The resolver algorithm needs to do nothing at all with the cryptographic processing. This is done by the validator, preferably independent of the resolver algorithm. This allows an application to do its own DNSSEC validation. Note that this validator does not need to known anything about the resolving process nor the location of authoritative servers (NS, A and AAAA records). It has a trust anchor for some domain, and only cares about the DNSSEC data involved. It can query a resolver for DS and DNSKEY records, while the RRSIG and NSEC records are send back automatically.

To protect legacy resolvers, i.e., resolvers that cannot handle unknown data (more on that later), the request must include a signal to indicate to the server that it understands the presence of DNSSEC resource records. “understand” does not mean ‘able to validate’, merely that it will not be confused by these records.
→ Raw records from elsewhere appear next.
// MIT License - Copyright (c) 2026 Peter Wright
// Error taxonomy

/// All errors that can occur in the facp-bridge library.
#[derive(Debug, thiserror::Error)]
pub enum BridgeError {
    #[error("I/O error: {0}")]
    Io(#[from] std::io::Error),

    #[error("Serial port error: {0}")]
    Serial(#[from] tokio_serial::Error),

    #[error("Serial port closed by peer")]
    SerialClosed,

    #[error("MQTT client error: {0}")]
    Mqtt(#[from] rumqttc::ClientError),

    #[error("Broker not connected")]
    NotConnected,

    #[error("Broker connection timeout")]
    ConnectionTimeout,

    #[error("Undecodable bytes in serial stream: {details}")]
    Decode { details: String },

    #[error("Unsupported panel model: {0}")]
    UnsupportedPanelModel(u32),

    #[error("Configuration error: {details}")]
    Config { details: String },

    #[error("Queue snapshot error: {0}")]
    Snapshot(#[from] serde_json::Error),

    #[error("Attribute error: {details}")]
    Attribute { details: String },

    #[error("Worker {name} failed: {details}")]
    Worker { name: String, details: String },
}

impl BridgeError {
    /// Whether this error is transient and the operation should be retried
    /// after a backoff rather than escalated.
    ///
    /// Serial settings the driver rejects never fix themselves; a missing or
    /// busy device does.
    pub fn is_retryable(&self) -> bool {
        match self {
            BridgeError::Serial(e) => e.kind() != tokio_serial::ErrorKind::InvalidInput,
            BridgeError::Io(_)
            | BridgeError::SerialClosed
            | BridgeError::Mqtt(_)
            | BridgeError::NotConnected
            | BridgeError::ConnectionTimeout
            | BridgeError::Decode { .. } => true,
            BridgeError::UnsupportedPanelModel(_)
            | BridgeError::Config { .. }
            | BridgeError::Snapshot(_)
            | BridgeError::Attribute { .. }
            | BridgeError::Worker { .. } => false,
        }
    }

    pub(crate) fn config(details: impl Into<String>) -> Self {
        BridgeError::Config {
            details: details.into(),
        }
    }
}

pub type Result<T> = std::result::Result<T, BridgeError>;

#[cfg(test)]
mod tests {
    use super::*;

    #[test]
    fn test_transport_errors_are_retryable() {
        assert!(BridgeError::SerialClosed.is_retryable());
        assert!(BridgeError::NotConnected.is_retryable());
        assert!(BridgeError::Decode { details: "0xff".into() }.is_retryable());
        assert!(
            BridgeError::Io(std::io::Error::new(std::io::ErrorKind::TimedOut, "t")).is_retryable()
        );
    }

    #[test]
    fn test_configuration_errors_are_fatal() {
        assert!(!BridgeError::UnsupportedPanelModel(42).is_retryable());
        assert!(!BridgeError::config("missing [mqtt]").is_retryable());
    }

    #[test]
    fn test_serial_errors_by_kind() {
        let missing = tokio_serial::Error::new(tokio_serial::ErrorKind::NoDevice, "unplugged");
        assert!(BridgeError::Serial(missing).is_retryable());
        let bad_baud = tokio_serial::Error::new(tokio_serial::ErrorKind::InvalidInput, "bad baud");
        assert!(!BridgeError::Serial(bad_baud).is_retryable());
    }

    #[test]
    fn test_display() {
        let e = BridgeError::UnsupportedPanelModel(20001);
        assert_eq!(e.to_string(), "Unsupported panel model: 20001");
    }
}
// MIT License - Copyright (c) 2026 Peter Wright
// Outbound rate limiting

use std::collections::VecDeque;
use std::sync::Mutex;
use std::time::Duration;

use tokio::time::Instant;

const SECOND: Duration = Duration::from_secs(1);
const MINUTE: Duration = Duration::from_secs(60);
const HOUR: Duration = Duration::from_secs(3600);

/// Maximum sends per sliding window.
#[derive(Debug, Clone, Copy, PartialEq, Eq)]
pub struct RateQuotas {
    pub per_second: usize,
    pub per_minute: usize,
    pub per_hour: usize,
}

impl Default for RateQuotas {
    fn default() -> Self {
        Self {
            per_second: 10,
            per_minute: 300,
            per_hour: 10_000,
        }
    }
}

/// Proof that a send was admitted. Hand it back with
/// [`RateLimiter::refund`] if the send never reached the broker.
#[derive(Debug)]
#[must_use]
pub struct Admission {
    at: Instant,
}

#[derive(Debug, Default)]
struct Windows {
    second: VecDeque<Instant>,
    minute: VecDeque<Instant>,
    hour: VecDeque<Instant>,
}

impl Windows {
    fn evict(&mut self, now: Instant) {
        for (window, span) in [
            (&mut self.second, SECOND),
            (&mut self.minute, MINUTE),
            (&mut self.hour, HOUR),
        ] {
            while window.front().is_some_and(|t| now.duration_since(*t) >= span) {
                window.pop_front();
            }
        }
    }

    fn fits(&self, q: &RateQuotas) -> bool {
        self.second.len() < q.per_second
            && self.minute.len() < q.per_minute
            && self.hour.len() < q.per_hour
    }
}

/// Sliding-window limiter over three horizons (1 s, 60 s, 3600 s).
///
/// Admission is check-and-record in one step: a send is only counted when
/// it fits all three windows.
#[derive(Debug)]
pub struct RateLimiter {
    quotas: RateQuotas,
    windows: Mutex<Windows>,
}

impl RateLimiter {
    pub fn new(quotas: RateQuotas) -> Self {
        Self {
            quotas,
            windows: Mutex::new(Windows::default()),
        }
    }

    pub fn quotas(&self) -> RateQuotas {
        self.quotas
    }

    pub fn try_admit(&self) -> Option<Admission> {
        self.try_admit_at(Instant::now())
    }

    pub fn try_admit_at(&self, now: Instant) -> Option<Admission> {
        let mut w = self.windows.lock().unwrap_or_else(|e| e.into_inner());
        w.evict(now);
        if !w.fits(&self.quotas) {
            return None;
        }
        w.second.push_back(now);
        w.minute.push_back(now);
        w.hour.push_back(now);
        Some(Admission { at: now })
    }

    /// Whether a send would be admitted now, without recording one.
    pub fn can_send(&self) -> bool {
        let mut w = self.windows.lock().unwrap_or_else(|e| e.into_inner());
        w.evict(Instant::now());
        w.fits(&self.quotas)
    }

    /// Forget an admitted send that did not go out.
    pub fn refund(&self, admission: Admission) {
        let mut guard = self.windows.lock().unwrap_or_else(|e| e.into_inner());
        let w = &mut *guard;
        for window in [&mut w.second, &mut w.minute, &mut w.hour] {
            if let Some(pos) = window.iter().rposition(|t| *t == admission.at) {
                window.remove(pos);
            }
        }
    }

    /// Sends currently counted in the (second, minute, hour) windows.
    pub fn usage(&self) -> (usize, usize, usize) {
        let mut w = self.windows.lock().unwrap_or_else(|e| e.into_inner());
        w.evict(Instant::now());
        (w.second.len(), w.minute.len(), w.hour.len())
    }
}
// Schema validation tests for the MQTT wire format
//
// Payloads are produced by the library (parsers, status builders) and
// validated against the JSON Schema files in schemas/mqtt/. A few
// hand-written instances check that the schemas reject what consumers
// would choke on.

use facp_bridge::constants::field;
use facp_bridge::message::{ClientIdentity, Coordinates, ParsedEvent, RecordType, connected_status, last_will};
use facp_bridge::panels::{PanelModel, ReportOutcome};
use facp_bridge::severity::SeverityTable;
use serde_json::{Value, json};

fn load_schema(name: &str) -> Value {
    let path = format!("{}/schemas/mqtt/{name}", env!("CARGO_MANIFEST_DIR"));
    let text = std::fs::read_to_string(&path)
        .unwrap_or_else(|e| panic!("Failed to read schema {path}: {e}"));
    serde_json::from_str(&text).unwrap_or_else(|e| panic!("Failed to parse schema {path}: {e}"))
}

fn build_validator(schema_name: &str) -> jsonschema::Validator {
    let schema = load_schema(schema_name);
    jsonschema::options()
        .with_retriever(LocalRetriever)
        .build(&schema)
        .unwrap_or_else(|e| panic!("Failed to compile schema {schema_name}: {e}"))
}

fn validate(schema_name: &str, instance: &Value) {
    let validator = build_validator(schema_name);
    let errors: Vec<_> = validator.iter_errors(instance).collect();
    if !errors.is_empty() {
        let msgs: Vec<String> = errors.iter().map(|e| format!("  - {e}")).collect();
        panic!(
            "Schema validation failed for {schema_name}:\n{}\nInstance: {}",
            msgs.join("\n"),
            serde_json::to_string_pretty(instance).unwrap()
        );
    }
}

fn validate_fails(schema_name: &str, instance: &Value) {
    let validator = build_validator(schema_name);
    assert!(
        !validator.is_valid(instance),
        "Expected schema validation to fail for {schema_name}, but it passed.\nInstance: {}",
        serde_json::to_string_pretty(instance).unwrap()
    );
}

// Retriever that loads $ref schemas from schemas/mqtt/
struct LocalRetriever;

impl jsonschema::Retrieve for LocalRetriever {
    fn retrieve(
        &self,
        uri: &jsonschema::Uri<&str>,
    ) -> Result<Value, Box<dyn std::error::Error + Send + Sync>> {
        let uri_str = uri.as_str();
        let filename = uri_str
            .strip_prefix("json-schema:///")
            .unwrap_or(uri_str);
        let path = format!("{}/schemas/mqtt/{filename}", env!("CARGO_MANIFEST_DIR"));
        if std::path::Path::new(&path).exists() {
            let text = std::fs::read_to_string(&path)?;
            return Ok(serde_json::from_str(&text)?);
        }
        Err(format!("Cannot retrieve schema: {uri_str}").into())
    }
}

fn identity(model: PanelModel, coordinates: bool) -> ClientIdentity {
    ClientIdentity {
        client_id: "CLIENTE01".into(),
        panel_id: 7,
        panel_model_name: model.name().into(),
        panel_model_id: model.id(),
        coordinates: coordinates.then_some(Coordinates {
            latitude: -33.45,
            longitude: -70.66,
        }),
    }
}

fn event_payload(model: PanelModel, frame: &str, coordinates: bool) -> Value {
    let table = SeverityTable::new(999).with_levels(10001, [("FIRE ALARM", 6)]);
    let record = model
        .parse_event(frame)
        .unwrap_or_else(|| panic!("{} did not parse {frame:?}", model.name()));
    let severity = model.resolve_severity(&table, &record.code);
    let event = ParsedEvent::from_record(
        &identity(model, coordinates),
        RecordType::Event,
        record,
        Some(severity),
    );
    Value::Object(event.to_payload())
}

// ---------------------------------------------------------------------------
// Events and reports
// ---------------------------------------------------------------------------

#[test]
fn test_events_from_every_model() {
    let frames = [
        (
            PanelModel::EdwardsIo1000,
            "FIRE ALARM | 10:15:32 03/14/24 NODE:1 DEV:0023\nSMOKE DETECTOR 2ND FLOOR HALL\n",
        ),
        (
            PanelModel::EdwardsEst3x,
            "ALARM :: 14:02:11 03/14/24 :: 01020045 :: PULL STATION LOBBY\n",
        ),
        (PanelModel::NotifierNfs, "SYSTEM NORMAL\n"),
        (
            PanelModel::Simplex,
            "10:15:32 THU 14-MAR-24\n-1:M1-17 ALARM\n-SMOKE DETECTOR 3RD FLOOR EAST\n",
        ),
    ];
    for (model, frame) in frames {
        validate("event.schema.json", &event_payload(model, frame, false));
        validate("event.schema.json", &event_payload(model, frame, true));
    }
}

#[test]
fn test_event_field_order() {
    let payload = event_payload(
        PanelModel::EdwardsIo1000,
        "FIRE ALARM | 10:15:32 03/14/24 NODE:1\n",
        true,
    );
    let keys: Vec<&str> = payload.as_object().unwrap().keys().map(String::as_str).collect();
    assert_eq!(
        keys,
        vec![
            field::CLIENT_ID,
            field::PANEL_ID,
            field::PANEL_MODEL,
            field::PANEL_MODEL_ID,
            field::MESSAGE,
            field::TYPE,
            field::SEVERITY,
            field::GATEWAY_TIME,
            field::PANEL_TIME,
            field::METADATA,
            field::LATITUDE,
            field::LONGITUDE,
            field::UNIQ,
        ]
    );
    assert_eq!(payload[field::SEVERITY], 6);
}

#[test]
fn test_unknown_code_uses_sentinel_severity() {
    let payload = event_payload(PanelModel::EdwardsEst3x, "WALK TEST :: :: 0001\n", false);
    assert_eq!(payload[field::SEVERITY], 999);
    assert!(payload.get(field::PANEL_TIME).is_none());
    validate("event.schema.json", &payload);
}

#[test]
fn test_io1000_report() {
    let report = "-----------------\nSYSTEM STATUS\n10:20:00 03/14/24\n-----------------\nALARMS: 0\n-----------------\nEND\n-----------------\n";
    let ReportOutcome::Parsed(record) = PanelModel::EdwardsIo1000.parse_report(report) else {
        panic!("report not parsed");
    };
    let event = ParsedEvent::from_record(
        &identity(PanelModel::EdwardsIo1000, false),
        RecordType::Report,
        record,
        None,
    );
    let payload = Value::Object(event.to_payload());
    assert_eq!(payload[field::TYPE], "Reporte");
    validate("event.schema.json", &payload);
}

#[test]
fn test_event_schema_rejects_bad_instances() {
    let good = event_payload(PanelModel::NotifierNfs, "SYSTEM NORMAL\n", false);
    validate("event.schema.json", &good);

    let mut missing_severity = good.clone();
    missing_severity.as_object_mut().unwrap().remove(field::SEVERITY);
    validate_fails("event.schema.json", &missing_severity);

    let mut bad_time = good.clone();
    bad_time[field::GATEWAY_TIME] = json!("2024-03-14T10:15:32Z");
    validate_fails("event.schema.json", &bad_time);

    let mut bad_severity = good.clone();
    bad_severity[field::SEVERITY] = json!(7);
    validate_fails("event.schema.json", &bad_severity);

    let mut extra = good.clone();
    extra["zone"] = json!(3);
    validate_fails("event.schema.json", &extra);

    let mut half_coordinates = good.clone();
    half_coordinates[field::LATITUDE] = json!(1.0);
    validate_fails("event.schema.json", &half_coordinates);

    let mut unknown_model = good;
    unknown_model[field::PANEL_MODEL_ID] = json!(20001);
    validate_fails("event.schema.json", &unknown_model);
}

// ---------------------------------------------------------------------------
// Status and last will
// ---------------------------------------------------------------------------

#[test]
fn test_status_payloads() {
    for coordinates in [false, true] {
        let id = identity(PanelModel::Simplex, coordinates);
        validate("status.schema.json", &Value::Object(connected_status(&id, true)));
        validate("status.schema.json", &Value::Object(connected_status(&id, false)));
        validate("status.schema.json", &Value::Object(last_will(&id)));
    }
}

#[test]
fn test_status_schema_rejects_event_type() {
    let id = identity(PanelModel::Simplex, false);
    let mut status = Value::Object(connected_status(&id, true));
    status[field::TYPE] = json!("Evento");
    validate_fails("status.schema.json", &status);
}

// ---------------------------------------------------------------------------
// Relay contacts and attribute requests
// ---------------------------------------------------------------------------

#[test]
fn test_relay_payload() {
    validate(
        "relay.schema.json",
        &json!({"alarm_relay": true, "trouble_relay": false}),
    );
    validate_fails("relay.schema.json", &json!({"alarm_relay": 1, "trouble_relay": false}));
    validate_fails("relay.schema.json", &json!({"alarm_relay": true}));
}

#[test]
fn test_attribute_request_payload() {
    validate(
        "attribute_request.schema.json",
        &json!({"sharedKeys": "id_modelo_panel", "clientKeys": "id_modelo_panel"}),
    );
    validate_fails(
        "attribute_request.schema.json",
        &json!({"sharedKeys": ["id_modelo_panel"], "clientKeys": "id_modelo_panel"}),
    );
}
This signal is called the DNSSEC-OKAY (DO) bit. It is allocated in the TTL field of the EDNS0 OPT record previously mentioned. It is basically the resolver signalling the server “send me DNSSEC data, if you have it”.

Since the resolver is now able to receive and store these DNSSEC records, applications can use it to validate DNS data.

3) Handle Unknown Data.

Without exception, all resource records have the same format: NAME, TYPE, CLASS, TTL, RDLEN and RDATA. There is no need for the resolver to understand that the RDATA of type 33 (SRV) has different semantics than the RDATA of type 44 (SSHFP). The syntax is of these records are identical. The type space is 16 bits wide, and only a handful of type codes have been assigned by IANA. There is only a tiny subset of types of which the resolver must know the RDATA semantics: SOA, NS, A, AAAA and CNAME.

4) Disregard and Remove Extraneous Data.

This section is about proper DNS hygiene. The resolver needs to protect client from potentially spoofed data. When a resolver queries a server, it is because it has learned that the server is authoratative for some domain in some class (typically the IN class). The resolver should therefore strip (not just ignore) all the resource records that have (1) a different class, and (2) a name not under the authority of the server. For example: a resolver connects to the authoritative nameserver for ‘.com’. When the resolver receives a response that contains names not ending with ‘.com’ (for instance: ns1.example.org A 127.0.0.1) it should remove them from the response before any other action. Note that the OPT record is only used to signal resolver and server capabilities and have no use outside of the actual transaction. After processing it, it should be removed as well.

Conclusion.

Some implementors sit on top of bleeding edge technology, others only implement if the demand for some technology is high. The latter approach is really a Catch 22. Applications can’t (and thus won’t) deploy new technology based on DNS if resolvers are not future proof. Resolvers won’t become future proof if there is no demand from the application side.

I believe it’s essential that all resolvers — especially the well-known ones — implement the principles listed above. I’d like to see organisations use future proof technology. This removes barriers to applications using DNS, DNSSEC, DKIM and whatever else is on the horizon.